-- Stored data follows --
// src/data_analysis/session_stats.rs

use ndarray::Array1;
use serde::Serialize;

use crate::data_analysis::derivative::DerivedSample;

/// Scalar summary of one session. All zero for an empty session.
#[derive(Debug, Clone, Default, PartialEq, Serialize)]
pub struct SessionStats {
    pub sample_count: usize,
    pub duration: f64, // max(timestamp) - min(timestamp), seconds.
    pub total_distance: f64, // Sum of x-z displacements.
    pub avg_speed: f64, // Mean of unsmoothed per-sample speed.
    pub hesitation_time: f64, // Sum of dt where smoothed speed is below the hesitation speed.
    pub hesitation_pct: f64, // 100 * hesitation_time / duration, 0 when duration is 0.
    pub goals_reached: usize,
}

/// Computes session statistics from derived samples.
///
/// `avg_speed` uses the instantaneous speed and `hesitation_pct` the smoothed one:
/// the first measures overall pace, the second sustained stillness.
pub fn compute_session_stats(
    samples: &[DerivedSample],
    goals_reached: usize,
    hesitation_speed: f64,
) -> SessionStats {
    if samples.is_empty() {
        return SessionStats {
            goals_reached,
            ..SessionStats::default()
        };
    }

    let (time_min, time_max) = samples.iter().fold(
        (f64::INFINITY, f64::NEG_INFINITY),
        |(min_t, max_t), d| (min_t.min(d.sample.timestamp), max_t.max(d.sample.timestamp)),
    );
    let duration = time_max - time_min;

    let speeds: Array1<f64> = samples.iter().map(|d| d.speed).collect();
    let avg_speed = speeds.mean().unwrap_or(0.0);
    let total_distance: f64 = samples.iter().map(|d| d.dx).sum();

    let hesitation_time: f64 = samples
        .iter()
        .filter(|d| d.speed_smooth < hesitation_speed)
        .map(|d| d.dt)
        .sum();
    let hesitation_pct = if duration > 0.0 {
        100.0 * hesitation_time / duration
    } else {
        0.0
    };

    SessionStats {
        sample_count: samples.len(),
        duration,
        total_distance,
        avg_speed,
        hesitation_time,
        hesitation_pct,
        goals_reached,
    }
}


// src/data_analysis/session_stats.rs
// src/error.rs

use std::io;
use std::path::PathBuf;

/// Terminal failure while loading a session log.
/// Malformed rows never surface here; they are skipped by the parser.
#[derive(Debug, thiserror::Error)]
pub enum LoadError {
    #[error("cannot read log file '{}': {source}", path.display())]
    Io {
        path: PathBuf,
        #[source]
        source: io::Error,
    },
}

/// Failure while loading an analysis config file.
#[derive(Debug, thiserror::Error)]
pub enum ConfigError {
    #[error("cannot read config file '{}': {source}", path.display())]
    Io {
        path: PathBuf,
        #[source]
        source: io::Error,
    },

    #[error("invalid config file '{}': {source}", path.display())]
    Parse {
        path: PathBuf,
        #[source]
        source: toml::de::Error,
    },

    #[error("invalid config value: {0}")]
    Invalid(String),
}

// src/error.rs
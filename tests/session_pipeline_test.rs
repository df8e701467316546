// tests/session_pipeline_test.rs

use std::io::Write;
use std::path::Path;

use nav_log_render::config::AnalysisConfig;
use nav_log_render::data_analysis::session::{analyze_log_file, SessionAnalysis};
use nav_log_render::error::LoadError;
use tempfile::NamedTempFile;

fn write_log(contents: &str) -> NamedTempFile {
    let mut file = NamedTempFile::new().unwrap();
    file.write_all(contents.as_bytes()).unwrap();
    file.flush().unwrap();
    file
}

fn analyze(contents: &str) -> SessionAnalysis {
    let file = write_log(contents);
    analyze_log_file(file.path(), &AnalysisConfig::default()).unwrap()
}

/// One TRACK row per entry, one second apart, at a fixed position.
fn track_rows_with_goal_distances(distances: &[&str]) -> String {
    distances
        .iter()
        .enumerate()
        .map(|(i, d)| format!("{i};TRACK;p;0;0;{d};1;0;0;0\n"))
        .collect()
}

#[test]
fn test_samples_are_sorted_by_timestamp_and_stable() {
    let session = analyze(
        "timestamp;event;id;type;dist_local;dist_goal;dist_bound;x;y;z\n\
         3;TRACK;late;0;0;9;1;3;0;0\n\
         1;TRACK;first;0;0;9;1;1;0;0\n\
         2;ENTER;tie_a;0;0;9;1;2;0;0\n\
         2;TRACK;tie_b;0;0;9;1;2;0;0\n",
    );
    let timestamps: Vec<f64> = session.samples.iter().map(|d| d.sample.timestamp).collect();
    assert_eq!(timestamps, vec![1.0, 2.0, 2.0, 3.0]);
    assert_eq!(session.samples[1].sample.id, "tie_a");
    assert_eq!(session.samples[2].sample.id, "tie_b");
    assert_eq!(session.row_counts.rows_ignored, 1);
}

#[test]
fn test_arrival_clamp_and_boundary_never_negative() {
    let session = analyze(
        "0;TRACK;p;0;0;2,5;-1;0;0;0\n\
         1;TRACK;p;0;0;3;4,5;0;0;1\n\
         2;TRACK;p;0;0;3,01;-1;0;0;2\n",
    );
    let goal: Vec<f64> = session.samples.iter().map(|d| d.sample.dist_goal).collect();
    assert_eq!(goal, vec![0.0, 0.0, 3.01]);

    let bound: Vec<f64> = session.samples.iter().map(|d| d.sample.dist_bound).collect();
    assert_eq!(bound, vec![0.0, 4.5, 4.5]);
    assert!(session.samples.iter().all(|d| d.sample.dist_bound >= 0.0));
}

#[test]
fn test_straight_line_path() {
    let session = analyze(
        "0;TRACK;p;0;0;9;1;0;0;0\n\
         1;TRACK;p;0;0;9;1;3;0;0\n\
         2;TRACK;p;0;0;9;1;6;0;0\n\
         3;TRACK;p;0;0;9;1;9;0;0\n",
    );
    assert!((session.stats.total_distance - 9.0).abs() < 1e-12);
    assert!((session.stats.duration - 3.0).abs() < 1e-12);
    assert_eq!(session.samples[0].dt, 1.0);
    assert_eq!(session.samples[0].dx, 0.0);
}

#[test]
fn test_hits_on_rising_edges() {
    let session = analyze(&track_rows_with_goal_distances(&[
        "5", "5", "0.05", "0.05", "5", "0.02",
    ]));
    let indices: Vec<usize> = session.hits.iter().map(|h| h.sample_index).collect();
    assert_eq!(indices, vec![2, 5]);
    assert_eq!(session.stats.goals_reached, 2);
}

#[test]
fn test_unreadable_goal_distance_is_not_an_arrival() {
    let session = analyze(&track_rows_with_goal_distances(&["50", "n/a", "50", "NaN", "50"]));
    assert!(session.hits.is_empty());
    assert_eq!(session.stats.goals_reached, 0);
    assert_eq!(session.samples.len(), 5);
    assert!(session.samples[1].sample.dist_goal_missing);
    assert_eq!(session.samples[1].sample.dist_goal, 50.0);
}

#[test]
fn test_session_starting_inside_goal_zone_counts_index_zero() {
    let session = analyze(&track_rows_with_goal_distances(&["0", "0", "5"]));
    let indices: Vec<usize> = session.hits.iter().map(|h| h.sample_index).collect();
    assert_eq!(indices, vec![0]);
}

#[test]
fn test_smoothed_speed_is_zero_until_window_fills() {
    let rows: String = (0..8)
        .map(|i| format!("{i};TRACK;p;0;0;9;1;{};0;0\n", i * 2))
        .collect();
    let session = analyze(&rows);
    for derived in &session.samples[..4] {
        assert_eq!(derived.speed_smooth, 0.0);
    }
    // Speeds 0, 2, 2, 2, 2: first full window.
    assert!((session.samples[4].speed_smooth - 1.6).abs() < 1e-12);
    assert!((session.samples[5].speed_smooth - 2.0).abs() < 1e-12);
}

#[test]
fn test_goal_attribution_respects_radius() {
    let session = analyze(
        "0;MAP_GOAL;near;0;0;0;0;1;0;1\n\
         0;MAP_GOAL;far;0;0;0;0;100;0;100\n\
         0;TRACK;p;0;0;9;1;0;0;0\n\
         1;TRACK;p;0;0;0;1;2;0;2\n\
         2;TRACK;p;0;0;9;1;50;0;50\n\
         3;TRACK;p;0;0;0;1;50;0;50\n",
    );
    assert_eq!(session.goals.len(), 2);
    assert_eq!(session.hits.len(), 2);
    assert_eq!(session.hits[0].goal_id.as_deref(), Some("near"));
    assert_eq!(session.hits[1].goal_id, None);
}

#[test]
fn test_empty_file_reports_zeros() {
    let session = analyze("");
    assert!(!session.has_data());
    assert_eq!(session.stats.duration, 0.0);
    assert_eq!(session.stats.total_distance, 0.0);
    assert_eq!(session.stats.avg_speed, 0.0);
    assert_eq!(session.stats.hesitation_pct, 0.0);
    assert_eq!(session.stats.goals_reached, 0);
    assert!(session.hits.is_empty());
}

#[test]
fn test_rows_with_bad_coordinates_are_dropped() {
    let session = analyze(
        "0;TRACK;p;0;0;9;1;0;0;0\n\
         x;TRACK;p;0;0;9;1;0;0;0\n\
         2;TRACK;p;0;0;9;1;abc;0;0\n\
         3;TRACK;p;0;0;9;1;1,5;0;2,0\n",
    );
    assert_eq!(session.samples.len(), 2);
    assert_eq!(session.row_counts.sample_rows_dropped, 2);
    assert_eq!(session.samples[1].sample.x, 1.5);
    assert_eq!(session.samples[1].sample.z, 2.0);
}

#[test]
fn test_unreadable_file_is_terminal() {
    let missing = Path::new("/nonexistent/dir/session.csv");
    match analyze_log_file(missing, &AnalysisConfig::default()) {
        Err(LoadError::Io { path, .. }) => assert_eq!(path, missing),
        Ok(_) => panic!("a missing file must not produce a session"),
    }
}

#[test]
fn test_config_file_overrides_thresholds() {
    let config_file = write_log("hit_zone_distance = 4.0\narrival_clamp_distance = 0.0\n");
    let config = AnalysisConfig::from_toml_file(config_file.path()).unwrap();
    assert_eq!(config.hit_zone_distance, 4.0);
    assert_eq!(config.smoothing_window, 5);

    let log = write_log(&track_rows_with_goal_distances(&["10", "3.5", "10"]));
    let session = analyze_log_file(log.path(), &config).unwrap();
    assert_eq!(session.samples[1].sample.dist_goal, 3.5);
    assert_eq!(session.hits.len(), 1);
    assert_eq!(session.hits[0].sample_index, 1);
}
-- Stored data concluded --
-- Stored data follows --
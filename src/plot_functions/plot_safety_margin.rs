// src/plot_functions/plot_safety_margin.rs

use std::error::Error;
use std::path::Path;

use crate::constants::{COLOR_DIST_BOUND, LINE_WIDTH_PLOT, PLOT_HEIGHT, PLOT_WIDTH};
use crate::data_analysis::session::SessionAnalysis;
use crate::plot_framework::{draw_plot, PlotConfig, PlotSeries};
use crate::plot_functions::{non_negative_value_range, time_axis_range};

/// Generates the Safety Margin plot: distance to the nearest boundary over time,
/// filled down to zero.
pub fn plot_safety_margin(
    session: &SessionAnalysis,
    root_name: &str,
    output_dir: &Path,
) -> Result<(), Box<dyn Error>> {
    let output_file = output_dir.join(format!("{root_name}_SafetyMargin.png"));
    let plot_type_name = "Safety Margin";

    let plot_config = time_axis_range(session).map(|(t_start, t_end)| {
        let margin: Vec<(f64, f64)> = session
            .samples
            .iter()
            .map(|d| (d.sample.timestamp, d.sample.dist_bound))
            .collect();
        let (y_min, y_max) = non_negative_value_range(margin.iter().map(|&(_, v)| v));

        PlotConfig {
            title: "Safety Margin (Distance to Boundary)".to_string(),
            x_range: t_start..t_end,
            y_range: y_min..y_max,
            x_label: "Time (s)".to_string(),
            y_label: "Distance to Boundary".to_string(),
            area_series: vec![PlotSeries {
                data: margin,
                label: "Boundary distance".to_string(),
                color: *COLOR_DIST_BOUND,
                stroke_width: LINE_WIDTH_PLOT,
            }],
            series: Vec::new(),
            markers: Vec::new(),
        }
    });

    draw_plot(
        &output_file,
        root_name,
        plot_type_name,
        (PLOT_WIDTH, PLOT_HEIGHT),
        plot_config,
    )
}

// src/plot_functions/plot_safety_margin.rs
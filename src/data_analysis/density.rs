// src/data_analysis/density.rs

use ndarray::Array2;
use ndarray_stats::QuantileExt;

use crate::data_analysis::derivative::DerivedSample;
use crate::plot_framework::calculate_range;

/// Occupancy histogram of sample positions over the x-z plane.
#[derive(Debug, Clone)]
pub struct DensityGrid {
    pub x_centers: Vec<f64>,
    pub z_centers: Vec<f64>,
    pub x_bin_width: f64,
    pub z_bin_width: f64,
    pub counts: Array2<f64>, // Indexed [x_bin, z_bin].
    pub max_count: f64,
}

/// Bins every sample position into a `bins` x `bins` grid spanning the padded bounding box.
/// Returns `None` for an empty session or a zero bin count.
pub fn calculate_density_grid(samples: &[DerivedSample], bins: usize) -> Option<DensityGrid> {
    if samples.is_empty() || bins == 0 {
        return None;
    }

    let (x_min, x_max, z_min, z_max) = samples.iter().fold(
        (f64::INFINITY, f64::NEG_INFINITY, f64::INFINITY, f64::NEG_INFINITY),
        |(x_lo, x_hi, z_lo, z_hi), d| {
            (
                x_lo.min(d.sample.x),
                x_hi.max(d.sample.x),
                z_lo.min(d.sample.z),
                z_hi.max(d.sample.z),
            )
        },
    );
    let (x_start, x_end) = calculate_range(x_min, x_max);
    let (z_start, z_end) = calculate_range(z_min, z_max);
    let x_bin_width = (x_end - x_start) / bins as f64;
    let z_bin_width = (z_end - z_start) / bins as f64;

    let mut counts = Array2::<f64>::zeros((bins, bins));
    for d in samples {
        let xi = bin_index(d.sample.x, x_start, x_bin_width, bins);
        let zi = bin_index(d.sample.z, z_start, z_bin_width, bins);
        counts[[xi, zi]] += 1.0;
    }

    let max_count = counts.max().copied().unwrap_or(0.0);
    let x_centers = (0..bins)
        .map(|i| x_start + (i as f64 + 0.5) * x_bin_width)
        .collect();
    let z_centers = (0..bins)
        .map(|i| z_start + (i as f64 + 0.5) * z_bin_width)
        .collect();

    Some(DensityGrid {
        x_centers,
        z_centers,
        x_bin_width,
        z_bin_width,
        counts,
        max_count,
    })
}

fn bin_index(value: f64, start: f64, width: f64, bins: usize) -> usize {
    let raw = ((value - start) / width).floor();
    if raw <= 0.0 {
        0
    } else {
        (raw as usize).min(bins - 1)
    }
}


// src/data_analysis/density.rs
-- Stored data concluded --
-- Stored data follows --
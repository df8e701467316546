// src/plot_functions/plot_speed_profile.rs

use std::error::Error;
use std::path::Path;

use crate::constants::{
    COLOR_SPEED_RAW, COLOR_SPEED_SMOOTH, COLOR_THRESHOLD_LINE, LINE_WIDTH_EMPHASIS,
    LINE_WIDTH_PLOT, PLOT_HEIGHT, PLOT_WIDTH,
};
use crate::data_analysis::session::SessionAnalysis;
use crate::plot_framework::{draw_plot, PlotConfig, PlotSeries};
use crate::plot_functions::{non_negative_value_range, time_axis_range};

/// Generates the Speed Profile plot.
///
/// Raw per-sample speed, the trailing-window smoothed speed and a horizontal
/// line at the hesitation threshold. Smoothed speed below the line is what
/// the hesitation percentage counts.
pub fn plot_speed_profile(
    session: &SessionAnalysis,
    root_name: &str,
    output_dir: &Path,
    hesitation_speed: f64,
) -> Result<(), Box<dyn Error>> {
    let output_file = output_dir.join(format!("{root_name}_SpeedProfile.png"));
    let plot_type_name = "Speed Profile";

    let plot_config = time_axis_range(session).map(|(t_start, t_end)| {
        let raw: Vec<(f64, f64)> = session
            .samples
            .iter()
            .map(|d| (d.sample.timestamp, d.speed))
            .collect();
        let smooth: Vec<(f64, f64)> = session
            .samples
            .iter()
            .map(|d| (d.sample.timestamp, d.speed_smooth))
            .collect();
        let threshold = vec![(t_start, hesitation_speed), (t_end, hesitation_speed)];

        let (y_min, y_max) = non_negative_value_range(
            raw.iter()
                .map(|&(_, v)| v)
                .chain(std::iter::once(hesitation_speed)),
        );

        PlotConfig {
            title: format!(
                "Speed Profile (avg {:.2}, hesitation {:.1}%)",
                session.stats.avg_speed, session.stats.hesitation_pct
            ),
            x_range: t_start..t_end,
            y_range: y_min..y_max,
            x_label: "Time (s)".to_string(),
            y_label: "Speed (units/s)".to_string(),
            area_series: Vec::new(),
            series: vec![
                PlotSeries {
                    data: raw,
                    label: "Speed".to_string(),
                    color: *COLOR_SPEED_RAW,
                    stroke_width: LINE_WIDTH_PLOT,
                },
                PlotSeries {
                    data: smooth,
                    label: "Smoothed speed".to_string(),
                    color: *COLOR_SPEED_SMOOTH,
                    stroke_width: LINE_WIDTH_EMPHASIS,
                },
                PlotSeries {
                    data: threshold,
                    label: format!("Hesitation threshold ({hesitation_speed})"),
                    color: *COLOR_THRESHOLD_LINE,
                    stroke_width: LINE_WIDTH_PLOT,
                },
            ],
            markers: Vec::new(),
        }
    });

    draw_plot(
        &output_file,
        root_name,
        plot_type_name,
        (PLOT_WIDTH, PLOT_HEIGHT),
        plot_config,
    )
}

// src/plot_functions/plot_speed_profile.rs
-- Stored data concluded --
Taking the lines above, repeat exactly those from the line that contains "assert!((session.samples[5].speed_smooth - 2.0).abs()" through the line that contains "0;MAP_GOAL;far;0;0;0;0;100;0;100\n\", and both of those lines as well. Include nothing else.

-- Task response --
    assert!((session.samples[5].speed_smooth - 2.0).abs() < 1e-12);
}

#[test]
fn test_goal_attribution_respects_radius() {
    let session = analyze(
        "0;MAP_GOAL;near;0;0;0;0;1;0;1\n\
         0;MAP_GOAL;far;0;0;0;0;100;0;100\n\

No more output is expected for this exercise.